In [1]:
import numpy as np

Predicting credit default

This dataset includes 30000 observations and whether or not they defaulted on their credit card. Observations include data such as credit limit, age, sex, highest education reached, and marital status. The dataset was obtained from the Tests section of Yellowbrick.


In [2]:
import os
import zipfile
import requests
from sklearn.svm import LinearSVC
import numpy.matlib
from yellowbrick.classifier import ROCAUC


/usr/local/lib/python3.5/dist-packages/sklearn/cross_validation.py:44: DeprecationWarning: This module was deprecated in version 0.18 in favor of the model_selection module into which all the refactored classes and functions are moved. Also note that the interface of the new CV iterators are different from that of this module. This module will be removed in 0.20.
  "This module will be removed in 0.20.", DeprecationWarning)

In [3]:
def add_column(data_array,new_column):
    nc = numpy.reshape(new_column,(-1,1))
    if data_array is None:
        return nc
    else:
        return numpy.concatenate((data_array,nc),axis=1)

In [4]:
def add_categorical(data_array,new_column,datatype):
    nc = numpy.reshape(new_column,(-1,1))
    unq = numpy.unique(new_column)
    nrows = numpy.size(new_column)
    new_columns = None

    for y in unq:
        newcol = numpy.zeros((nrows,1),dtype=datatype)
        newcol[numpy.where(nc==y)] = 1
        if new_columns is None:
            new_columns = newcol
        else:
            new_columns = numpy.concatenate((new_columns,newcol),axis=1)
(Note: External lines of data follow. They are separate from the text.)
//! Construction of one prover invocation's argument vector.

use std::path::{Path, PathBuf};

use crate::config::ProverConfig;

/// A fully assembled prover command line, ready to spawn.
#[derive(Debug, Clone, PartialEq, Eq)]
pub struct ProverInvocation {
    pub program: PathBuf,
    pub args: Vec<String>,
}

impl ProverInvocation {
    /// Build the argv for checking `model`: optional `--prove=<lemma>`,
    /// runtime-system options, one `-D=<flag>` per fixed and per active
    /// search flag, then any passthrough arguments.
    pub fn build(
        config: &ProverConfig,
        model: &Path,
        lemma: Option<&str>,
        flags: &[&str],
    ) -> Self {
        let mut args = Vec::new();
        args.push(model.display().to_string());
        if let Some(lemma) = lemma {
            args.push(format!("--prove={lemma}"));
        }
        args.push("+RTS".to_string());
        args.push(format!("-N{}", config.cores));
        if let Some(ram_gib) = config.ram_gib {
            // The runtime's -M takes megabytes when no unit is given.
            args.push(format!("-M{}", ram_gib * 1024));
        }
        args.push("-RTS".to_string());
        for flag in &config.fixed_flags {
            args.push(format!("-D={flag}"));
        }
        for flag in flags {
            args.push(format!("-D={flag}"));
        }
        args.extend(config.passthrough.iter().cloned());
        Self {
            program: config.executable.clone(),
            args,
        }
    }

    /// Single-line rendering for logs.
    pub fn display_line(&self) -> String {
        let mut line = self.program.display().to_string();
        for arg in &self.args {
            line.push(' ');
            line.push_str(arg);
        }
        line
    }
}
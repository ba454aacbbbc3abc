//! Verdict propagation across the declared order relation.
//!
//! Verification is monotonic downward: anything at least as weakly
//! constrained as a verified point also verifies. Falsification is monotonic
//! upward: anything at least as strongly constrained as a falsified point
//! also fails. Propagation follows the relation one hop per invocation.

use lantern_domain::{Assignment, FlagSpace, FlagValue};

use crate::frontier::cartesian_product;

fn push_unique(values: &mut Vec<FlagValue>, value: FlagValue) {
    if !values.contains(&value) {
        values.push(value);
    }
}

/// Assignments whose verdict follows from `queried` being verified
/// (`verified == true`) or falsified (`verified == false`), excluding
/// `queried` itself.
///
/// Per dimension, the acceptable replacements are:
/// - verified, explicit value: the value itself, everything declared weaker,
///   and unset;
/// - verified, unset: only unset (nothing is weaker than unset);
/// - falsified, explicit value: the value itself and everything declared
///   stronger;
/// - falsified, unset: the dimension's entire candidate universe — unset
///   carries no pruning direction, so that dimension stays unconstrained.
pub fn implied_assignments(
    queried: &Assignment,
    verified: bool,
    space: &FlagSpace,
) -> Vec<Assignment> {
    let relation = space.relation();
    let mut slots: Vec<Vec<FlagValue>> = Vec::with_capacity(queried.len());

    for (dim, value) in queried.values().iter().enumerate() {
        let mut acceptable: Vec<FlagValue> = Vec::new();
        match (verified, value) {
            (true, FlagValue::Unset) => acceptable.push(FlagValue::Unset),
            (true, FlagValue::Set(name)) => {
                acceptable.push(FlagValue::set(name.clone()));
                for weak in relation.weaker_than(name) {
                    push_unique(&mut acceptable, FlagValue::set(weak));
                }
                push_unique(&mut acceptable, FlagValue::Unset);
            }
            (false, FlagValue::Unset) => {
                for candidate in space.dimensions()[dim].values() {
                    acceptable.push(FlagValue::set(candidate.clone()));
                }
                acceptable.push(FlagValue::Unset);
            }
            (false, FlagValue::Set(name)) => {
                acceptable.push(FlagValue::set(name.clone()));
                for strong in relation.stronger_than(name) {
                    push_unique(&mut acceptable, FlagValue::set(strong));
                }
            }
        }
        slots.push(acceptable);
    }

    let mut implied = cartesian_product(&slots);
    implied.retain(|candidate| candidate != queried);
    implied
}

#[cfg(test)]
mod tests {
    use super::*;
    use lantern_domain::{Dimension, OrderRelation};

    fn asg(values: &[&str]) -> Assignment {
        Assignment::new(
            values
                .iter()
                .map(|v| {
                    if v.is_empty() {
                        FlagValue::Unset
                    } else {
                        FlagValue::set(*v)
                    }
                })
                .collect(),
        )
    }

    fn space(pairs: &[(&str, &str)]) -> FlagSpace {
        FlagSpace::new(
            vec![
                Dimension::new(vec!["a1".into(), "a2".into()]),
                Dimension::new(vec!["b1".into()]),
            ],
            OrderRelation::new(
                pairs
                    .iter()
                    .map(|(s, w)| (s.to_string(), w.to_string()))
                    .collect(),
            ),
            vec![],
        )
        .unwrap()
    }

    #[test]
    fn test_verified_weakens_along_relation_and_to_unset() {
        let space = space(&[("a1", "a2")]);
        let implied = implied_assignments(&asg(&["a1", "b1"]), true, &space);
        // A: {a1, a2, unset} x B: {b1, unset}, minus the queried point.
        assert_eq!(implied.len(), 5);
        assert!(implied.contains(&asg(&["a2", "b1"])));
        assert!(implied.contains(&asg(&["a1", ""])));
        assert!(implied.contains(&asg(&["a2", ""])));
        assert!(implied.contains(&asg(&["", "b1"])));
        assert!(implied.contains(&asg(&["", ""])));
        assert!(!implied.contains(&asg(&["a1", "b1"])));
    }

    #[test]
    fn test_verified_without_relation_still_weakens_to_unset() {
        let space = space(&[]);
        let implied = implied_assignments(&asg(&["a2", "b1"]), true, &space);
        assert_eq!(implied.len(), 3);
        assert!(implied.contains(&asg(&["a2", ""])));
        assert!(implied.contains(&asg(&["", "b1"])));
        assert!(implied.contains(&asg(&["", ""])));
    }

    #[test]
    fn test_verified_unset_dimension_stays_unset() {
        let space = space(&[("a1", "a2")]);
        let implied = implied_assignments(&asg(&["", "b1"]), true, &space);
        // Nothing is weaker than unset in A; only B weakens.
        assert_eq!(implied, vec![asg(&["", ""])]);
    }

    #[test]
    fn test_falsified_strengthens_along_relation_only() {
        let space = space(&[("a1", "a2")]);
        let implied = implied_assignments(&asg(&["a2", "b1"]), false, &space);
        // A: {a2, a1}, B: {b1} (no stronger value, no unset).
        assert_eq!(implied, vec![asg(&["a1", "b1"])]);
    }

    #[test]
    fn test_falsified_top_value_implies_nothing() {
        let space = space(&[("a1", "a2")]);
        let implied = implied_assignments(&asg(&["a1", "b1"]), false, &space);
        assert!(implied.is_empty());
    }

    #[test]
    fn test_falsified_unset_dimension_expands_to_whole_dimension() {
        let space = space(&[("a1", "a2")]);
        let implied = implied_assignments(&asg(&["", "b1"]), false, &space);
        // A is unconstrained: {a1, a2, unset}; B: {b1}. Minus the query.
        assert_eq!(implied.len(), 2);
        assert!(implied.contains(&asg(&["a1", "b1"])));
        assert!(implied.contains(&asg(&["a2", "b1"])));
    }

    #[test]
    fn test_fully_unset_falsified_implies_nothing_new() {
        // Every dimension expands to its whole universe; the product is the
        // whole space, which is exactly what remains unresolved anyway.
        let space = space(&[("a1", "a2")]);
        let implied = implied_assignments(&asg(&["", ""]), false, &space);
        assert_eq!(implied.len(), 5);
    }

    #[test]
    fn test_duplicate_relation_pairs_do_not_duplicate_implications() {
        let space = space(&[("a1", "a2"), ("a1", "a2")]);
        let implied = implied_assignments(&asg(&["a1", ""]), true, &space);
        let hits = implied.iter().filter(|a| **a == asg(&["a2", ""])).count();
        assert_eq!(hits, 1);
    }

    #[test]
    fn test_one_hop_only() {
        // a1 → a2 → a3 declared; verifying a1 reaches a2 but not a3.
        let space = FlagSpace::new(
            vec![Dimension::new(vec!["a1".into(), "a2".into(), "a3".into()])],
            OrderRelation::new(vec![
                ("a1".into(), "a2".into()),
                ("a2".into(), "a3".into()),
            ]),
            vec![],
        )
        .unwrap();
        let implied = implied_assignments(&asg(&["a1"]), true, &space);
        assert!(implied.contains(&asg(&["a2"])));
        assert!(implied.contains(&asg(&[""])));
        assert!(!implied.contains(&asg(&["a3"])));
    }
}
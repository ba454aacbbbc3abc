//! Classification of raw prover output into verdicts.

use lantern_search::Verdict;

#[derive(Debug, thiserror::Error)]
pub enum ClassifyError {
    #[error("unrecognized prover output: {excerpt}")]
    Unrecognized { excerpt: String },
}

/// Marker the prover's rewrite engine prints when a run is structurally
/// unusable (its truth value cannot be trusted).
pub(crate) const REWRITE_WARNING: &str = "Maude returned warning";

/// Markers of an internal or environment fault inside the prover.
pub(crate) const INTERNAL_FAULT_MARKERS: [&str; 2] = ["CallStack", "internal error"];

fn unrecognized(output: &str) -> ClassifyError {
    let excerpt: String = output.chars().take(200).collect();
    ClassifyError::Unrecognized { excerpt }
}

/// Parse the step count out of a summary line like
/// `  secrecy (all-traces): verified (4 steps)`.
fn parse_steps(line: &str) -> Option<u64> {
    let mut prev: Option<&str> = None;
    for token in line.split_whitespace() {
        if token.starts_with("steps") {
            return prev?.trim_start_matches('(').parse().ok();
        }
        prev = Some(token);
    }
    None
}

/// Classify one completed run's combined output.
///
/// Fault markers win over summary lines: a run that crashed after printing
/// a partial summary is not a verdict. Output with no classifiable content
/// is an integration defect, not a domain outcome.
pub fn classify_output(output: &str) -> Result<Verdict, ClassifyError> {
    if output.contains(REWRITE_WARNING) {
        return Ok(Verdict::Inconsistent);
    }
    if INTERNAL_FAULT_MARKERS.iter().any(|m| output.contains(m)) {
        return Ok(Verdict::ProverError);
    }
    for line in output.lines().filter(|l| l.contains("steps")) {
        if line.contains("verified") {
            let steps = parse_steps(line).ok_or_else(|| unrecognized(output))?;
            return Ok(Verdict::Verified { steps });
        }
        if line.contains("falsified") {
            let steps = parse_steps(line).ok_or_else(|| unrecognized(output))?;
            return Ok(Verdict::Falsified { steps });
        }
    }
    Err(unrecognized(output))
}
    if data_array is None:
        return new_columns
    else:
        return numpy.concatenate((data_array,new_columns),axis=1)

In [5]:
creditdata_info = {
        'url': 'https://s3.amazonaws.com/ddl-data-lake/yellowbrick/credit.zip',
        'signature': '4a91339c69f55e18f3f48004328fbcb7868070b618208fed099920427b084e5e',
        'type': 'numpy',
    }

In [6]:
path = os.getcwd()
response = requests.get(creditdata_info['url'], stream=True)
dlpath = 'creditdata.zip'
with open(dlpath, 'wb') as f:
    for chunk in response.iter_content(65536):
        f.write(chunk)

In [7]:
zf = zipfile.ZipFile(dlpath)
zf.extractall(path)

In [8]:
credittxt_path = os.path.join(path,'credit','credit.csv')
credit = np.genfromtxt(credittxt_path, dtype=float, delimiter=',', names=True)

In [9]:
credit_keys = credit.dtype.names
datatype = credit.dtype[0]
ncols = len(credit_keys)
categorical_names = ['edu','married']
y_name = 'default'
credit_data = None
for j in range(0,ncols):
    if credit_keys[j] in categorical_names:
        credit_data = add_categorical(credit_data,credit[credit_keys[j]],datatype)
    elif credit_keys[j] == y_name:
        y = credit[y_name].astype(int)
    else:
        credit_data = add_column(credit_data,credit[credit_keys[j]])

In [10]:
#Rescale the dataset by subtracting the mean from each column and dividing by the standard deviation
datashape = credit_data.shape
nrows = datashape[0]
cmeans = np.mean(credit_data,0)
repmeans = numpy.matlib.repmat(cmeans,nrows,1)
mydata = credit_data - repmeans
sstds = np.std(mydata,0)
repstds = numpy.matlib.repmat(sstds,nrows,1)
mydata = np.divide(mydata,repstds)

In [11]:
visualizer = ROCAUC(LinearSVC())
visualizer.fit(mydata,y)
visualizer.score(mydata,y)
visualizer.show()



In [ ]: